Picture me in my parents' house at age 15
>I discover thousands of little mouse turds in the kitchen
>Feel disgusted and decide to set up mouse traps in tight spaces
>Catch three mice in one day
>Their eyes bulge out of their sockets as their necks break under the hammer of the trap
>I think one of them was still twitching
>Spend the rest of my evening playing video games and pretending to do homework
>Decide to go to the kitchen to get a drink
>I see my dog in the hall
>She is pressing her nose against the floor
>Tell her to move
>I see something on the floor
>It's too dark
>I get a flashlight
>I see a shivering baby mouse
>It can barely move and its eyes were still shut
>I must have killed its mother
>First instinct was to leave it outside, exposed to the elements, hoping that the stray cat would put it out of its misery
>Mother stops me
>Convinces me to care for it
>I put the mouse in a box with some shredded tissues and some corn flakes
>Baby mouse starts to move towards the pile
>It stops shivering
>Mom promises to take the mouse to the local animal shelter tomorrow while I'm at school
>Go to sleep
>Wake up and go to school
>Come home from school
>Find the box the mouse lived in. It's empty
>Mom tells me the mouse is in the shelter
>Decide to go to the shelter
>I ask one of the workers about the mouse
>They say no one has brought in a mouse in weeks
I never asked my mother about the mouse because I realized what happened.
>>2144652 (OP)
>>2144652
shoulda stomped on the rat phaggot yourself
it was going to die in 99% of all situations it could have been in
>>2144652
>Have an edgy faggot friend
>Loves himself thinks he's a tough guy
>Despite never fighting
>Constantly trying to impress people
>Buys a tarantula
>Cool I guess
>He feeds it little crickets and bugs
>Go down to his house one day
>He knows I'm calling down
>He's got a little albino mouse
>White skin red eyes
>Laughs at he throws it into the tarantula cage
>Mouse is fucking terrified
>I push him away and take the mouse out
>Tell him I'll knock him out if he ever pulls any shit like that in front of me again
>Leave with my new mouse-bro
He lived just over a year. Got him a nice big cage with activities and such. I don't tend to like rodents but I don't like seeing animals suffer. Feel free to insult
>>2145551
U r a fagg
Srsly tho, you're friend should've riddled you with holes for property theft.
>>2145563
Kek.

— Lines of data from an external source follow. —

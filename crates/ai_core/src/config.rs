//! Configuration for the Gemini inference client

use serde::{Deserialize, Serialize};

/// Configuration for the inference engine
#[derive(Clone, Serialize, Deserialize)]
pub struct InferenceConfig {
    /// Generative Language API key
    #[serde(default)]
    pub api_key: String,

    /// Base URL of the Generative Language API
    #[serde(default = "default_base_url")]
    pub base_url: String,

    /// Default model to use
    #[serde(default = "default_model")]
    pub default_model: String,

    /// Request timeout in milliseconds; unset leaves vendor calls unbounded
    #[serde(default)]
    pub timeout_ms: Option<u64>,

    /// Maximum tokens to generate
    #[serde(default = "default_max_tokens")]
    pub max_tokens: u32,

    /// Temperature for sampling (0.0 - 2.0)
    ///
    /// Kept as `f64` so values like `0.7` serialize without rounding noise.
    #[serde(default = "default_temperature")]
    pub temperature: f64,
}

fn default_base_url() -> String {
    "https://generativelanguage.googleapis.com/v1beta".to_string()
}

fn default_model() -> String {
    "gemini-2.5-pro-preview-06-05".to_string()
}

const fn default_max_tokens() -> u32 {
    1000
}

const fn default_temperature() -> f64 {
    0.7
}

impl Default for InferenceConfig {
    fn default() -> Self {
        Self {
            api_key: String::new(),
            base_url: default_base_url(),
            default_model: default_model(),
            timeout_ms: None,
            max_tokens: default_max_tokens(),
            temperature: default_temperature(),
        }
    }
}

impl std::fmt::Debug for InferenceConfig {
    fn fmt(&self, f: &mut std::fmt::Formatter<'_>) -> std::fmt::Result {
        f.debug_struct("InferenceConfig")
            .field("api_key", &"[REDACTED]")
            .field("base_url", &self.base_url)
            .field("default_model", &self.default_model)
            .field("timeout_ms", &self.timeout_ms)
            .field("max_tokens", &self.max_tokens)
            .field("temperature", &self.temperature)
            .finish()
    }
}

impl InferenceConfig {
    /// Config for the given API key with every other field defaulted
    pub fn with_api_key(api_key: impl Into<String>) -> Self {
        Self {
            api_key: api_key.into(),
            ..Default::default()
        }
    }

    /// Validate the configuration
    ///
    /// # Errors
    ///
    /// Returns an error if the configuration is invalid.
    pub fn validate(&self) -> Result<(), String> {
        if self.api_key.trim().is_empty() {
            return Err("API key is required".to_string());
        }

        if !(0.0..=2.0).contains(&self.temperature) {
            return Err(format!(
                "Temperature must be between 0.0 and 2.0, got {}",
                self.temperature
            ));
        }

        if self.timeout_ms == Some(0) {
            return Err("Timeout must be greater than 0".to_string());
        }

        Ok(())
    }
}
//! Off-task execution of vendor calls
//!
//! Vendor requests run on their own tokio task so that a slow call never
//! stalls the caller's task. A spawned call runs to completion even when
//! the awaiting future is dropped.

use std::future::Future;

use tracing::error;

use crate::error::ApplicationError;

/// Spawn `task` and wait for its result
///
/// # Errors
///
/// Returns the task's own error, or [`ApplicationError::Internal`] when the
/// task panicked.
pub async fn run_detached<T, F>(task: F) -> Result<T, ApplicationError>
where
    F: Future<Output = Result<T, ApplicationError>> + Send + 'static,
    T: Send + 'static,
{
    tokio::spawn(task).await.map_err(|e| {
        error!(error = %e, "Background task failed");
        ApplicationError::Internal(format!("Background task failed: {e}"))
    })?
}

Read the story. I would take his gun and beat him to death with it
>>2145551
>>2145632
Aww the babbie is crying...poor little boy ;_;
>>2145551
>taking food from a pet simply because you favorited one prey item over another
youre a shit anon
>friend has tarantula
>feeds it dumb mice and shit
>go down to his place one day
>hes got a cricket
>fat legs wonky antennae
>laughs as he throws it into the cage
>cricket is terrified
>i push him away and take the cricket out
>tell him ill hurt his fee-fees if he ever pulls shit like that again infront of me
>leave house with new cricket bro
>>2145701
Aww he's crying ;_;
Sorry your shitty little spider couldn't hunt properly. Be glad I didn't rip its fucking legs off one by one
>>2145701
To be honest mate if you liked crickets that's a good story. Guess you're just butthurt people don't like tarantulas
>>2145551
(You)
>>2145701
>life matters less if it's food
I guess Ed Gein was right all along
>half dead possum crawls under our porch
>mom tells me to shoot it with air rifle to put it out of its misery
>never killed anything
>know nothing about hunting
>figure a headshot would kill it
> hit it
> it doesn't die
> hit it again
>no dice
>third time
>finally stops moving
The worst part was that it was so quiet. I imagined it would scream or something but it just quietly died.
>>2145551
Honestly, I agree with your actions, only because that faggot edgelord laughed.
>>2145651
>>2145734
>mice shit in kitchen
>set up cage traps, little system where life closes if something shifts weight inside
>capture mouse
>take mouse to a park a ways away from house, ain't my problem anymore
>release mouse
>raven swoops in
>mouse zig-zags, running for cover
>mouse shrieks as it is carried away
I felt kind of bad and had the mouse's cry running through my head for awhile. Better a bird eats it than I kill it and put it in the garbage, I guess.
>>2146037
>killing anything larger than a rat with a BB
Should've stoned it to dead instead.
>at work
>coworker has enormous snake
>coworker says, "want a rabbit? I'm literally going to kill it if you don't take it"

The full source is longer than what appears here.